Даже не обладая буйной фантазией, нетрудно себе представить, какое направление взяло бы развитие русского языка, если бы в начале XVI века вместо «киприановской реформы» появился полный русский текст Библии. Одна часть духовенства реагировала бы с той же враждебностью, с какой реагировала часть католического духовенства на появление лютерова перевода. «Раскол» русской православной церкви произошел бы лет на сто до никоновского раскола, только победителем вышла бы не ультрареакционная партия патриарха, а демократическая часть духовенства и просвещенного городского населения. И вместо потрясающего «Жития», писаного неистовым протопопом на малограмотном, неотесанном языке, русская литература могла иметь своих Мольеров и Расинов — современников Аввакума.
Но если утопия не сбывается — сбывается антиутопия…
Новгород, Киев, Ярославль, Рязань, Тверь, Смоленск и другие древнерусские города имели свои собственные иконописные и летописные традиции, языковые диалекты, особое искусство и фольклор — все это быстрыми темпами вело к возникновению России как континента, по многообразию даже превосходящего европейский. (→ 3–1) Москве, пресекшей эту перспективу созданием унитарного централизованного государства, насущно требовалась некая бесспорно унифицирующая и нивелирующая все значимые региональные различия политическая технология. Таковой в ту эпоху могла стать только религия. Однако найденная формула «Москва — Третий Рим» предназначалась, в основном, «на экспорт» — для оправдания своего имперского статуса. Для подчинения своей власти всего русского мира — все еще «слишком разного», даже после опричнины и смуты — необходима была какая-то внутренняя реформа, которая подогнала бы национальный менталитет под некий единый стандарт.

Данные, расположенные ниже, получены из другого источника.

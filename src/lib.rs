//! # ContourKit
//!
//! Projects a flat ShopBot cutting sketch onto a measured height profile:
//! - cut depths follow the profile by linear interpolation
//! - travel between cut passes happens at a fixture-safe height above the
//!   deepest cut
//! - plunges stop at a material-safe height just above each new cut
//!
//! ## Architecture
//!
//! ContourKit is organized as a workspace with multiple crates:
//!
//! 1. **contourkit-core** - Profile table, sketch commands, units, errors
//! 2. **contourkit-toolpath** - Sketch segmentation, curve transformation, file I/O
//! 3. **contourkit-settings** - Configuration files and validation
//! 4. **contourkit** - The conversion job and the command-line binary

use std::path::PathBuf;

use anyhow::Context;
use tracing::info;

pub use contourkit_core::{
    Command, CommandError, Error, Opcode, ProfileError, ProfileTable, Result, SafetyHeights,
    SketchError,
};
pub use contourkit_settings::{Config, FileSettings, SettingsError};
pub use contourkit_toolpath::{
    transform_sketch, CurveTransformer, SketchSegmenter, SketchTransform, TransformStats,
};

/// Library version
pub const VERSION: &str = env!("CARGO_PKG_VERSION");

/// Build date (set at compile time)
pub const BUILD_DATE: &str = env!("BUILD_DATE");

/// Log output format
#[derive(Debug, Clone, Copy, Default, PartialEq, Eq)]
pub enum LogFormat {
    /// Human-readable lines
    #[default]
    Pretty,
    /// One JSON object per event
    Json,
}

/// Initialize logging
///
/// Sets up structured logging on stderr with:
/// - RUST_LOG environment variable support (defaults to info)
/// - Pretty or JSON formatting
pub fn init_logging(format: LogFormat) -> anyhow::Result<()> {
    use tracing_subscriber::fmt;
    use tracing_subscriber::prelude::*;
    use tracing_subscriber::EnvFilter;

    let env_filter = EnvFilter::try_from_default_env().unwrap_or_else(|_| EnvFilter::new("info"));

    match format {
        LogFormat::Pretty => {
            let fmt_layer = fmt::layer()
                .with_writer(std::io::stderr)
                .with_target(true)
                .with_level(true)
                .with_line_number(true)
                .compact();

            tracing_subscriber::registry()
                .with(env_filter)
                .with(fmt_layer)
                .try_init()?;
        }
        LogFormat::Json => {
            let fmt_layer = fmt::layer()
                .with_writer(std::io::stderr)
                .with_target(true)
                .with_level(true)
                .json();

            tracing_subscriber::registry()
                .with(env_filter)
                .with(fmt_layer)
                .try_init()?;
        }
    }

    Ok(())
}

/// A fully resolved conversion run
#[derive(Debug, Clone, PartialEq)]
pub struct ConvertJob {
    /// Height profile source
    pub profile: PathBuf,
    /// Flat sketch source
    pub sketch: PathBuf,
    /// Projected sketch destination
    pub output: PathBuf,
    /// Optional destination for the converted profile table
    pub profile_csv: Option<PathBuf>,
    /// Clearance heights
    pub heights: SafetyHeights,
}

impl From<&Config> for ConvertJob {
    fn from(config: &Config) -> Self {
        Self {
            profile: config.files.profile.clone(),
            sketch: config.files.sketch.clone(),
            output: config.files.output.clone(),
            profile_csv: config.files.profile_csv.clone(),
            heights: config.heights,
        }
    }
}

/// Summary of a completed conversion
#[derive(Debug, Clone, PartialEq)]
pub struct ConvertReport {
    /// Points in the profile table
    pub profile_points: usize,
    /// Lines written to the output sketch
    pub lines_written: usize,
    /// Deepest interpolated cut depth
    pub z_max: f64,
    /// Fixture travel height
    pub travel_height: f64,
    /// What the curve transform changed
    pub stats: TransformStats,
}

/// Run a conversion
///
/// Nothing is written unless the whole transform succeeds.
pub fn convert(job: &ConvertJob) -> anyhow::Result<ConvertReport> {
    job.heights
        .validate()
        .map_err(anyhow::Error::msg)
        .context("Invalid safety heights")?;

    info!("Processing profile data from {}", job.profile.display());
    let profile_lines = contourkit_toolpath::read_lines(&job.profile)?;
    let profile = ProfileTable::from_lines(&profile_lines)
        .with_context(|| format!("Invalid profile {}", job.profile.display()))?;
    let (min, max) = profile.position_range();
    info!(
        points = profile.len(),
        min_position = min,
        max_position = max,
        "Profile table built"
    );

    info!("Transforming sketch {}", job.sketch.display());
    let sketch_lines = contourkit_toolpath::read_lines(&job.sketch)?;
    let result = transform_sketch(&sketch_lines, &profile, job.heights)
        .with_context(|| format!("Invalid sketch {}", job.sketch.display()))?;

    let output_lines = result.to_lines();
    contourkit_toolpath::write_lines(&job.output, &output_lines)?;
    info!(
        lines = output_lines.len(),
        "Wrote projected sketch to {}",
        job.output.display()
    );

    if let Some(csv) = &job.profile_csv {
        contourkit_toolpath::write_lines(csv, profile.to_csv_lines())?;
        info!("Wrote profile table to {}", csv.display());
    }

    Ok(ConvertReport {
        profile_points: profile.len(),
        lines_written: output_lines.len(),
        z_max: result.z_max,
        travel_height: result.travel_height,
        stats: result.stats,
    })
}
// ============================================
// File: crates/nodewarden/src/orchestrator.rs
// ============================================
//! # Fan-out Orchestrator
//!
//! ## Creation Reason
//! Validates the 1-account : 5-nodes : 5-proxies invariant, pairs every
//! assignment deterministically, and runs one session worker per
//! assignment concurrently until all of them reach a terminal state.
//!
//! ## Main Functionality
//! - `build_assignments`: cardinality check + deterministic pairing
//! - `Orchestrator::run`: spawns workers on a `JoinSet` and joins them
//!
//! ## Pairing Rule
//! ```text
//! assignment i  ──►  account[i / 5], node[i], proxy[i]
//! ```
//!
//! ## ⚠️ Important Note for Next Developer
//! - A cardinality violation aborts the entire run before any gateway
//!   client is even constructed - no network activity on mismatch
//! - Worker failures never bubble up here; the join loop only collects
//!   terminal states. In the common case the run blocks forever, since
//!   the ping loop has no natural terminus
//!
//! ## Last Modified
//! v0.1.0 - Initial orchestrator implementation

use std::sync::Arc;
use std::time::Duration;

use tokio::sync::broadcast;
use tokio::task::JoinSet;
use tracing::{error, info};

use nodewarden_common::types::{
    Account, NodeIdentity, ProxyEndpoint, SessionState, WorkerAssignment, NODES_PER_ACCOUNT,
};

use crate::error::{Result, WardenError};
use crate::gateway::Gateway;
use crate::worker::SessionWorker;

// ============================================
// Assignment Building
// ============================================

/// Validates cardinality and pairs accounts, nodes, and proxies.
///
/// # Errors
/// Returns [`WardenError::CardinalityMismatch`] unless
/// `nodes.len() == proxies.len() == NODES_PER_ACCOUNT * accounts.len()`.
pub fn build_assignments(
    accounts: &[Account],
    nodes: &[NodeIdentity],
    proxies: &[ProxyEndpoint],
) -> Result<Vec<WorkerAssignment>> {
    let expected = accounts.len() * NODES_PER_ACCOUNT;
    if nodes.len() != expected || proxies.len() != expected {
        return Err(WardenError::CardinalityMismatch {
            accounts: accounts.len(),
            nodes: nodes.len(),
            proxies: proxies.len(),
        });
    }

    let assignments = nodes
        .iter()
        .zip(proxies.iter())
        .enumerate()
        .map(|(index, (node, proxy))| WorkerAssignment {
            index,
            account: accounts[index / NODES_PER_ACCOUNT].clone(),
            node: node.clone(),
            proxy: proxy.clone(),
        })
        .collect();

    Ok(assignments)
}

// ============================================
// Orchestrator
// ============================================

/// Launches and joins the full worker fan-out.
///
/// # Lifecycle
/// 1. Create with [`Orchestrator::new`]
/// 2. Optionally grab the shutdown handle for signal wiring
/// 3. `run` with a gateway factory; blocks until every worker is terminal
///    (i.e. forever, unless workers fail or shutdown fires)
pub struct Orchestrator {
    accounts: Vec<Account>,
    nodes: Vec<NodeIdentity>,
    proxies: Vec<ProxyEndpoint>,
    ping_interval: Duration,
    shutdown_tx: broadcast::Sender<()>,
}

impl Orchestrator {
    /// Creates an orchestrator over the three loaded input lists.
    #[must_use]
    pub fn new(
        accounts: Vec<Account>,
        nodes: Vec<NodeIdentity>,
        proxies: Vec<ProxyEndpoint>,
        ping_interval: Duration,
    ) -> Self {
        let (shutdown_tx, _) = broadcast::channel(1);
        Self {
            accounts,
            nodes,
            proxies,
            ping_interval,
            shutdown_tx,
        }
    }

    /// Returns a handle that stops every worker when signalled.
    #[must_use]
    pub fn shutdown_handle(&self) -> broadcast::Sender<()> {
        self.shutdown_tx.clone()
    }

    /// Spawns one worker per assignment and waits for all of them.
    ///
    /// `make_gateway` builds the per-worker client bound to the
    /// assignment's account and proxy. Production passes an
    /// [`crate::gateway::HttpGateway`] constructor; tests pass a mock
    /// factory.
    ///
    /// # Errors
    /// Fails before any spawn on cardinality mismatch, or if a gateway
    /// cannot be constructed for an assignment.
    pub async fn run<F>(self, make_gateway: F) -> Result<Vec<SessionState>>
    where
        F: Fn(&WorkerAssignment) -> Result<Arc<dyn Gateway>>,
    {
        let assignments = build_assignments(&self.accounts, &self.nodes, &self.proxies)?;
        info!(
            accounts = self.accounts.len(),
            workers = assignments.len(),
            "launching worker fan-out"
        );

        let mut tasks = JoinSet::new();
        for assignment in assignments {
            let gateway = make_gateway(&assignment)?;
            let worker = SessionWorker::new(assignment, gateway, self.ping_interval);
            let shutdown_rx = self.shutdown_tx.subscribe();
            tasks.spawn(worker.run(shutdown_rx));
        }

        // Join barrier: in the common case this waits forever, because a
        // healthy ping loop never ends.
        let mut states = Vec::with_capacity(tasks.len());
        while let Some(joined) = tasks.join_next().await {
            match joined {
                Ok(state) => states.push(state),
                Err(e) => {
                    // A panicked worker counts as failed; siblings keep going
                    error!(error = %e, "worker task aborted");
                    states.push(SessionState::Failed);
                }
            }
        }

        info!(workers = states.len(), "all workers reached a terminal state");
        Ok(states)
    }
}

// ============================================
// Tests
// ============================================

Никаких других рациональных причин для того, чтобы начать вдруг править все русские богослужебные книги по новогреческим образцам, не просматривается. Сами «новогреки» после падения Византии не играли уже никакой роли на мировой арене. Однако, обладая византийским имперским опытом, они могли оказаться полезным инструментом для «приведения к общему знаменателю» и какой-нибудь другой страны. С точки же зрения русского православия эти «ортодоксы» были лишь инерцией былого авторитета. Если при Крещении Русь получила ту самую религию, которая окормляла и всю огромную Византию, то теперь, после ее падения и опыта униатской измены, новогреческое православие вызывало большие сомнения относительно соответствия своим же собственным изначальным принципам. Во всяком случае, все принятые в Х веке Русью доктрины и обряды (вплоть до пресловутого двоеперстия) она сохранила в точности. Когда же сюда приехали греческие миссионеры образца XVII века, оказалось, что у них самих очень многое уже изменилось. Тем не менее, подобно латинянам, они вели себя с невероятным самомнением, все еще продолжая считать себя представителями «истинного Рима». Это было трагикомическое зрелище — как если бы выпускникам консерватории мастер-класс давал ансамбль самодеятельности из богадельни.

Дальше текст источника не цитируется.